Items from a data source

* * *

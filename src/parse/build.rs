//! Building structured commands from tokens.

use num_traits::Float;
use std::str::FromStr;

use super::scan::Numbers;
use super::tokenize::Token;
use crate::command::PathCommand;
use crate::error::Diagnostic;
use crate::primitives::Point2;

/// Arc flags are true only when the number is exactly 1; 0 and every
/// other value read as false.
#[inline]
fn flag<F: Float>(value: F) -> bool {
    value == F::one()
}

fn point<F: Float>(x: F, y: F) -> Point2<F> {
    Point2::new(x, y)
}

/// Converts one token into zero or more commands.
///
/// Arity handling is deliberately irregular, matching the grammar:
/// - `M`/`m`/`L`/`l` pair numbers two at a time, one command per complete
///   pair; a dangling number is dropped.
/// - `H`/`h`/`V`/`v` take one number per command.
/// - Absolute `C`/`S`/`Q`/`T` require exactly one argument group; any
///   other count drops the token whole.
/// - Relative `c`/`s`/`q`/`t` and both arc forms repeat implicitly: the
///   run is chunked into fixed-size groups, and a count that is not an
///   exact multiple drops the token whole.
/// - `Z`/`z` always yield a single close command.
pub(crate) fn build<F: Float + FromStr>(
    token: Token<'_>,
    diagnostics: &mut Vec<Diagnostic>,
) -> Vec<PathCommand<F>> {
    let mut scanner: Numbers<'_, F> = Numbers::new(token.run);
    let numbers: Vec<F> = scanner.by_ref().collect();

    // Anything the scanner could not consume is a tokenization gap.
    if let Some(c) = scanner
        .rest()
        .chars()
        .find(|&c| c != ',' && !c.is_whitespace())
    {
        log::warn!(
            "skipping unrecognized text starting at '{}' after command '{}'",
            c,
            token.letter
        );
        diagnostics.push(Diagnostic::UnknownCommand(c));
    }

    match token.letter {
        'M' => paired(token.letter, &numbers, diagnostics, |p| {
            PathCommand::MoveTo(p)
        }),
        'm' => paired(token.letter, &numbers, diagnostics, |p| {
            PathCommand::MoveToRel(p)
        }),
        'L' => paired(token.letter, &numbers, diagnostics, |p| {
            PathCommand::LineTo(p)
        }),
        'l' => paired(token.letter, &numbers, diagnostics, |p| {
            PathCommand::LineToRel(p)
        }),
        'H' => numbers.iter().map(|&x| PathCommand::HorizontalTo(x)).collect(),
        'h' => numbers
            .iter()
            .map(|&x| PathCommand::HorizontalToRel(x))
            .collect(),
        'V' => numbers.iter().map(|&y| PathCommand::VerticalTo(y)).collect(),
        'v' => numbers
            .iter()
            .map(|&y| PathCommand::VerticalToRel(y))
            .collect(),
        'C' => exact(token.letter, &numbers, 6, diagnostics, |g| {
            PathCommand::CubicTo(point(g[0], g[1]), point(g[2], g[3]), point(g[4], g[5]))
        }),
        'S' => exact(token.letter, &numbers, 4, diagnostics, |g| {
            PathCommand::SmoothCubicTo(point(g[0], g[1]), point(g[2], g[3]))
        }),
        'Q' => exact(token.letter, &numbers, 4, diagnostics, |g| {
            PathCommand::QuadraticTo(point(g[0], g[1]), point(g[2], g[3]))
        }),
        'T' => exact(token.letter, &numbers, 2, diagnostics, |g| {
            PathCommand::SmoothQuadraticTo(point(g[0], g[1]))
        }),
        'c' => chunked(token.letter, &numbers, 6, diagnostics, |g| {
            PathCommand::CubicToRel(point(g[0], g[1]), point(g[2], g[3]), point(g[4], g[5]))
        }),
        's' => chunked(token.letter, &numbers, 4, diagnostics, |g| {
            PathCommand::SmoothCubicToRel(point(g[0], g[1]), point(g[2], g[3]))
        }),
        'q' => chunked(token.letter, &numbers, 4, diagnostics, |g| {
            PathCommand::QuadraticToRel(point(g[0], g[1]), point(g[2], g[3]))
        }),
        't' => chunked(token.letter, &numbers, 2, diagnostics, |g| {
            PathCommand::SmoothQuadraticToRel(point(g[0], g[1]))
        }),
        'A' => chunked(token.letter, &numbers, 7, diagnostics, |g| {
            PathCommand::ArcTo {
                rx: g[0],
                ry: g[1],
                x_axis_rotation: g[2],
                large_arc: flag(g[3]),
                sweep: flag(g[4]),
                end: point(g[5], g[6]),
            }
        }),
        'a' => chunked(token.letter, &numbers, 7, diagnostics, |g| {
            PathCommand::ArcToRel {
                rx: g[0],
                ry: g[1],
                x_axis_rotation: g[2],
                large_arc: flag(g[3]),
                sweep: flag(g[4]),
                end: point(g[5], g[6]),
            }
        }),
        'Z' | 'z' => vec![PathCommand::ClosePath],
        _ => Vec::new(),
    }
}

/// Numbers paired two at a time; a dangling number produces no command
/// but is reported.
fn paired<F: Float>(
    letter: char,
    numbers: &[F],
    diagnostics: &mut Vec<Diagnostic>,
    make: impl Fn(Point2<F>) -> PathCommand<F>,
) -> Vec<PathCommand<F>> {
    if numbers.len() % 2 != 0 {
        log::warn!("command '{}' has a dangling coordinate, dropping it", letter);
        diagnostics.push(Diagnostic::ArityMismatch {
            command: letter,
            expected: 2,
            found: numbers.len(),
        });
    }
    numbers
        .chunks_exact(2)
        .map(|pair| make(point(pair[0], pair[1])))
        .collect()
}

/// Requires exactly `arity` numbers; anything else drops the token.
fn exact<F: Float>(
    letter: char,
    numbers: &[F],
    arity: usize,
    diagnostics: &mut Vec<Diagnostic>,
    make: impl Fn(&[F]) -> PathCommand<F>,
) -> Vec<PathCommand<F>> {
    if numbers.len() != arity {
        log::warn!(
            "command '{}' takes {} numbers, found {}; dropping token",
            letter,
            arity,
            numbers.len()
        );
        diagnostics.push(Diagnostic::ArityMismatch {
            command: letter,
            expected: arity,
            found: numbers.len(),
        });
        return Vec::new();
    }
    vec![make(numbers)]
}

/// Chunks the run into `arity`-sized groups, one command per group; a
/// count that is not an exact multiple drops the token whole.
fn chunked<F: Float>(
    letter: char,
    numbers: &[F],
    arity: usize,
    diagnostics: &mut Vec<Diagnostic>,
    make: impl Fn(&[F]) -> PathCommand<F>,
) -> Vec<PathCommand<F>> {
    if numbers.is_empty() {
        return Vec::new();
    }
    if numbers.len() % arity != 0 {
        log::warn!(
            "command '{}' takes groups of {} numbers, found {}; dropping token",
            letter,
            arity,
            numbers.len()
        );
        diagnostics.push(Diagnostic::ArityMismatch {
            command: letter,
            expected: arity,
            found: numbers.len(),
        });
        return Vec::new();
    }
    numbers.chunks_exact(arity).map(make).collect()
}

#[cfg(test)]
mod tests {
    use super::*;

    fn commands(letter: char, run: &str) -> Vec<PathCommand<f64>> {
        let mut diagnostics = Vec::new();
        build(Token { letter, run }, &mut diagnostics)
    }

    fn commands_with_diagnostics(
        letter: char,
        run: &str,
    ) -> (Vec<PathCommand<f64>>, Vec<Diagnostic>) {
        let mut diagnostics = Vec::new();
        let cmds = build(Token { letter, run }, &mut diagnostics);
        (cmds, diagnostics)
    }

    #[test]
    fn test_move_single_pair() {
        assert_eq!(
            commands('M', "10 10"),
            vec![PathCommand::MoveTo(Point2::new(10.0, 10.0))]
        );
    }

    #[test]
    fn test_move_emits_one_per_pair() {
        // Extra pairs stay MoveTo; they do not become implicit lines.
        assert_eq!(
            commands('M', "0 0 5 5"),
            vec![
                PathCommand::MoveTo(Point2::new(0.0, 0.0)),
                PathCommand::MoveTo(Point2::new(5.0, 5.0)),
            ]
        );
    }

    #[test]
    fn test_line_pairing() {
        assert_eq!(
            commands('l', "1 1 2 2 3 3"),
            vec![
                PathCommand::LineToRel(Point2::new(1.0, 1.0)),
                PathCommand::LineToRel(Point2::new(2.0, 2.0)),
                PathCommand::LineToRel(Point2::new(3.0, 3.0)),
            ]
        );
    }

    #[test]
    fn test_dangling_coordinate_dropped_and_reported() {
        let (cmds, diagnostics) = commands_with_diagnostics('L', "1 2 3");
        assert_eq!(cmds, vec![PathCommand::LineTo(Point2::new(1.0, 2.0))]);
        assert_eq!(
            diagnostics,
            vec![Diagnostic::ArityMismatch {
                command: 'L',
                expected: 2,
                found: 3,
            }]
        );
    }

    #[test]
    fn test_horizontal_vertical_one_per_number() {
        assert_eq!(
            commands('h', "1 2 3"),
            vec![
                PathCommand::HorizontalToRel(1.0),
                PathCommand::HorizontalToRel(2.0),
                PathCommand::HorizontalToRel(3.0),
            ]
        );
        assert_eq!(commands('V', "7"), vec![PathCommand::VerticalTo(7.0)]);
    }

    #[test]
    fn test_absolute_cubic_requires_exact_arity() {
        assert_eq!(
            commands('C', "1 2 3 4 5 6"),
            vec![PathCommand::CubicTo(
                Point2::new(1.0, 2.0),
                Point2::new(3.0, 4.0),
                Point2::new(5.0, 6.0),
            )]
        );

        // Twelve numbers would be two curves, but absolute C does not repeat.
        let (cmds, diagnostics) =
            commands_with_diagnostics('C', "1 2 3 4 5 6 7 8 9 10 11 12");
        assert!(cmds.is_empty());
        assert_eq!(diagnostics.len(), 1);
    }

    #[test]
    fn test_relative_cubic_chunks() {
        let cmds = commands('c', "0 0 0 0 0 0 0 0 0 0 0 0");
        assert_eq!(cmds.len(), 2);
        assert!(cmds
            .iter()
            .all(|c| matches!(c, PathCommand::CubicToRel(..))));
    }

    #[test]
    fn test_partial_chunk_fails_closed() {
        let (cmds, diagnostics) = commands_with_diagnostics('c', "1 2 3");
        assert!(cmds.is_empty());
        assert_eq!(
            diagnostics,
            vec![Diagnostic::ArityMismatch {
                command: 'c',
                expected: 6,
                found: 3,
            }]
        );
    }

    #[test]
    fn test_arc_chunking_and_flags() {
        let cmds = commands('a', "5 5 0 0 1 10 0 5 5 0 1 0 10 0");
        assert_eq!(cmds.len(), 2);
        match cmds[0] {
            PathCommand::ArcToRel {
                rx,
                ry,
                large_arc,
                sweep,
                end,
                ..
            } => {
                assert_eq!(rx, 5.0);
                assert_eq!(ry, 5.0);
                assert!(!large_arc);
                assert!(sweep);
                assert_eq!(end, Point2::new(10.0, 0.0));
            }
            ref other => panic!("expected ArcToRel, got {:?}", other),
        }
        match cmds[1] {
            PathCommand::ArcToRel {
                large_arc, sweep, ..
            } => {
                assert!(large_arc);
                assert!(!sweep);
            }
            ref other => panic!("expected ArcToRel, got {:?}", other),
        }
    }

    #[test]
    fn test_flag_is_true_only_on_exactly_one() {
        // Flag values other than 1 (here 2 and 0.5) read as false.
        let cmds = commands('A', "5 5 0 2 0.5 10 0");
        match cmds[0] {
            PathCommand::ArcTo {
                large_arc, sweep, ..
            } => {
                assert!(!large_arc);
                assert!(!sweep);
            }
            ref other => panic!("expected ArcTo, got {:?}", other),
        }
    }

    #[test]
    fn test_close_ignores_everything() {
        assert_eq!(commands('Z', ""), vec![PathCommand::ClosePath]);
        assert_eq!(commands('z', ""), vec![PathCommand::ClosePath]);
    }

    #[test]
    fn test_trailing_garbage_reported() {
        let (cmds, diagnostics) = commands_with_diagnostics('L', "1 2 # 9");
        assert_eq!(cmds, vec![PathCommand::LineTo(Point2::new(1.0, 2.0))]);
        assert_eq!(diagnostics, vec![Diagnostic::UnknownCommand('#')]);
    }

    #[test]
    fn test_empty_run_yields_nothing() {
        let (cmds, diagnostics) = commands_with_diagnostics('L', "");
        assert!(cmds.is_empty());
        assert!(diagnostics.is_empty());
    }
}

* * *

(INSTRUCTIONS FOR THE TASK): Look through the entries above and find each line where the word "LineToRel" occurs; copy those lines.

(SOLUTION):
            PathCommand::LineToRel(p)
                PathCommand::LineToRel(Point2::new(1.0, 1.0)),
                PathCommand::LineToRel(Point2::new(2.0, 2.0)),
                PathCommand::LineToRel(Point2::new(3.0, 3.0)),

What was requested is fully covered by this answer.